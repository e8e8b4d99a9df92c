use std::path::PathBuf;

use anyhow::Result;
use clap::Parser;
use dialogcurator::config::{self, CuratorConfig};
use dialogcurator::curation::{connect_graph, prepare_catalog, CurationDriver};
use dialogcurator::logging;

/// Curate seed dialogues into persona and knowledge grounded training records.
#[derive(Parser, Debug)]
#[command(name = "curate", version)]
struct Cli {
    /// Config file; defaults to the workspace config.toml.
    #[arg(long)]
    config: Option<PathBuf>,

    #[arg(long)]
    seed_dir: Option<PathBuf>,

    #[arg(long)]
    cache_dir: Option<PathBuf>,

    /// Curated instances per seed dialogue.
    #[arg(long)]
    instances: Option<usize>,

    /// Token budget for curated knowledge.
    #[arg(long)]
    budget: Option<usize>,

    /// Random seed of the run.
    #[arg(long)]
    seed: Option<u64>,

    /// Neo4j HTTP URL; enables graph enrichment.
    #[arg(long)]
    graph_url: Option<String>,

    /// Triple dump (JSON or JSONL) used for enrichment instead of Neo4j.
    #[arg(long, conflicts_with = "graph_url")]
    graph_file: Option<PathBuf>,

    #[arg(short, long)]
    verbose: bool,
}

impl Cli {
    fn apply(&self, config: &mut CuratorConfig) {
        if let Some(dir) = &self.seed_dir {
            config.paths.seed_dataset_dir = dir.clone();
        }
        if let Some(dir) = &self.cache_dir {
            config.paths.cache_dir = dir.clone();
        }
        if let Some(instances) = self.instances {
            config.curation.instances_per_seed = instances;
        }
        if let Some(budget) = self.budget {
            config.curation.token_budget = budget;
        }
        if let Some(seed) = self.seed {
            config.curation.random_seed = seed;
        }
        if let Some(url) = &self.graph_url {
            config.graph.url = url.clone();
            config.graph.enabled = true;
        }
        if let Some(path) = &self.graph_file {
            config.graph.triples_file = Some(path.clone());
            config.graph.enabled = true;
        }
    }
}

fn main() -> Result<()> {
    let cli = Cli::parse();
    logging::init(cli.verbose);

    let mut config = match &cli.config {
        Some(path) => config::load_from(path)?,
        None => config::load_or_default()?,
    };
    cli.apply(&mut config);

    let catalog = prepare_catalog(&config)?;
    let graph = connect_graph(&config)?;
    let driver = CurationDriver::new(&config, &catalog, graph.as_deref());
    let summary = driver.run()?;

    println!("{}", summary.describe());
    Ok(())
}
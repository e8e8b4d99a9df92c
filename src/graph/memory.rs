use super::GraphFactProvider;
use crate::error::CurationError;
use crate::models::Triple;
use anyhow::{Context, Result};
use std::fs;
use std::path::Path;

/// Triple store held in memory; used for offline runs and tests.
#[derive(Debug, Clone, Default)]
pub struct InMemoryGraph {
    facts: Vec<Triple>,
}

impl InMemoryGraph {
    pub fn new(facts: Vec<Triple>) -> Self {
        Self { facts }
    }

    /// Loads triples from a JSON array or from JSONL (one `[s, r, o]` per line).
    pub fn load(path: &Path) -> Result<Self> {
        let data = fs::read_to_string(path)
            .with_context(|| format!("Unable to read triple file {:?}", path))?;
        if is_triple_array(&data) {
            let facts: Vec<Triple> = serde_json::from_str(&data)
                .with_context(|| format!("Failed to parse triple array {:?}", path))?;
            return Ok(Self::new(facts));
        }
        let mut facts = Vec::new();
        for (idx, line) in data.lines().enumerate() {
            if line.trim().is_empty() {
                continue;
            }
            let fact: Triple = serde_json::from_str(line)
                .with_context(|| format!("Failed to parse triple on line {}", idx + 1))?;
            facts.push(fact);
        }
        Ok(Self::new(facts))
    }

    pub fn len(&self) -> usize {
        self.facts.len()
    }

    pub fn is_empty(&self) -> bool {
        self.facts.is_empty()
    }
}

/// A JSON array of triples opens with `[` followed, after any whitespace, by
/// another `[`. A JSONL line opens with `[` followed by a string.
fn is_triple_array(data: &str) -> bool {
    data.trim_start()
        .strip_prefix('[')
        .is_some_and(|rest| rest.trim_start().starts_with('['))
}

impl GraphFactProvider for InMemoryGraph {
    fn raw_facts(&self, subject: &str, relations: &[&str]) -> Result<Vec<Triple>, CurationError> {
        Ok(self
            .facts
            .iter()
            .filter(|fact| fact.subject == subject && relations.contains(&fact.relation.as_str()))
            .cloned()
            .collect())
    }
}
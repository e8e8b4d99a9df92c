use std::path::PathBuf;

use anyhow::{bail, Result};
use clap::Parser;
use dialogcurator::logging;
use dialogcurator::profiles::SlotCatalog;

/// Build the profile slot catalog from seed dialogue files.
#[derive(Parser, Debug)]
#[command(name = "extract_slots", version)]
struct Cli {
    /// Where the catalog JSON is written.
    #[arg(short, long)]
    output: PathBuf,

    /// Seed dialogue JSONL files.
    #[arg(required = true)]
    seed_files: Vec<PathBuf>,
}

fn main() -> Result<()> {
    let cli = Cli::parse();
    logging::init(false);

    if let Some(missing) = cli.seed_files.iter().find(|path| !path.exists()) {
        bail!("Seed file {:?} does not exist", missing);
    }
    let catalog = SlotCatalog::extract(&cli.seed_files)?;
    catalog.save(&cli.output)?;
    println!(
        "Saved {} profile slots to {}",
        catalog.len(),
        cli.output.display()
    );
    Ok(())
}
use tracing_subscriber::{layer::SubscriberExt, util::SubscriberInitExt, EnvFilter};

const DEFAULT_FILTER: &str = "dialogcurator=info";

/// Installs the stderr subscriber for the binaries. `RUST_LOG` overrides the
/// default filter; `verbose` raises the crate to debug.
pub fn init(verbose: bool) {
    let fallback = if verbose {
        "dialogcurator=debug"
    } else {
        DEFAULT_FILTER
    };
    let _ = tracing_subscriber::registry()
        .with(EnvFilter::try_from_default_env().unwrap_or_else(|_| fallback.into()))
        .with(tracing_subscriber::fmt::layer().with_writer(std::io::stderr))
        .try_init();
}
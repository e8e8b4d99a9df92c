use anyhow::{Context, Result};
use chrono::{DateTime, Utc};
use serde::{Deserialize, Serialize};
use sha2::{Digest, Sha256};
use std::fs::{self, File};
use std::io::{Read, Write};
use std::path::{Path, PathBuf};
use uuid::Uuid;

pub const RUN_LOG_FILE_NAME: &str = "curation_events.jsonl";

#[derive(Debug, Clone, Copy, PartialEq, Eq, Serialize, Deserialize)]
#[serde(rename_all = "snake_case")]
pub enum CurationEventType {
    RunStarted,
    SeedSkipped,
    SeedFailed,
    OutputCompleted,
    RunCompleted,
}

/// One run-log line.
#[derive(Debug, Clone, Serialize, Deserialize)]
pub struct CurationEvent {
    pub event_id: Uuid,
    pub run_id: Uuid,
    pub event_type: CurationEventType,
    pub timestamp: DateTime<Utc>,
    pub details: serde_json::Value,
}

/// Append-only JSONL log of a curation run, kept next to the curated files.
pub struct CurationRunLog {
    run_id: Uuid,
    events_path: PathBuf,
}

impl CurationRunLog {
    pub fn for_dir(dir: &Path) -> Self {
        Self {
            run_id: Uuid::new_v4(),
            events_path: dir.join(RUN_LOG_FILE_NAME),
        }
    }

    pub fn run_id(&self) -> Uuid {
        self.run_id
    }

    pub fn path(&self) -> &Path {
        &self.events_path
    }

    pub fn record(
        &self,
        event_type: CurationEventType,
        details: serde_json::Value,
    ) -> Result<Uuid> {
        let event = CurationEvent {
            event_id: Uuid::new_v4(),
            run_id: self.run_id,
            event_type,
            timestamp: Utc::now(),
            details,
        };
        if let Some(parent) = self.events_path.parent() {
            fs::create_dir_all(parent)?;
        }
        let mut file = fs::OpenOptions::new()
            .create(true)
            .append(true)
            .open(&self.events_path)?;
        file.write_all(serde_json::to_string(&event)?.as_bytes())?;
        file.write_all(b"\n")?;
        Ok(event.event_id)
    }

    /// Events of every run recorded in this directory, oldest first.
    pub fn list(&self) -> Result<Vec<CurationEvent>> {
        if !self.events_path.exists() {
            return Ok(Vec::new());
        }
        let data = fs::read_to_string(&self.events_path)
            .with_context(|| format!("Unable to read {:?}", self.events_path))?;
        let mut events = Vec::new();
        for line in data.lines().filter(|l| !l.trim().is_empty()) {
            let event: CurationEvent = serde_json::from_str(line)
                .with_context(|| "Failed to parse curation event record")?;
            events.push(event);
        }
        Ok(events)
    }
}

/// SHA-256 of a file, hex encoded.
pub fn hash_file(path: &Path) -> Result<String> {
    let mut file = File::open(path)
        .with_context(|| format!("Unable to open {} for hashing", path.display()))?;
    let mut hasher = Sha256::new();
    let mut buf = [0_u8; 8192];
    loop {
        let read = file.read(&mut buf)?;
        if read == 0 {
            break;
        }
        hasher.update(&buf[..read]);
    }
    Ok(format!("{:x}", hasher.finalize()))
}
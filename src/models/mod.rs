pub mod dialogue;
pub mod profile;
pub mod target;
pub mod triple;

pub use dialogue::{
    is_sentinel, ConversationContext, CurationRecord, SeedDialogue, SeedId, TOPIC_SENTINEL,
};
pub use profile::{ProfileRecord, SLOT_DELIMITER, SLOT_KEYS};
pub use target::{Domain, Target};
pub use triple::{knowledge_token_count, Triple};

Action item: Within the data above, the span starting at the line containing "let graph = connect_graph(&config)?;" and ending at the line containing "let mut facts = Vec::new();" is to be retyped exactly, with no other lines.

Response area:
    let graph = connect_graph(&config)?;
    let driver = CurationDriver::new(&config, &catalog, graph.as_deref());
    let summary = driver.run()?;

    println!("{}", summary.describe());
    Ok(())
}
repository e8e8b4d99a9df92c
filename src/graph/memory.rs
use super::GraphFactProvider;
use crate::error::CurationError;
use crate::models::Triple;
use anyhow::{Context, Result};
use std::fs;
use std::path::Path;

/// Triple store held in memory; used for offline runs and tests.
#[derive(Debug, Clone, Default)]
pub struct InMemoryGraph {
    facts: Vec<Triple>,
}

impl InMemoryGraph {
    pub fn new(facts: Vec<Triple>) -> Self {
        Self { facts }
    }

    /// Loads triples from a JSON array or from JSONL (one `[s, r, o]` per line).
    pub fn load(path: &Path) -> Result<Self> {
        let data = fs::read_to_string(path)
            .with_context(|| format!("Unable to read triple file {:?}", path))?;
        if is_triple_array(&data) {
            let facts: Vec<Triple> = serde_json::from_str(&data)
                .with_context(|| format!("Failed to parse triple array {:?}", path))?;
            return Ok(Self::new(facts));
        }
        let mut facts = Vec::new();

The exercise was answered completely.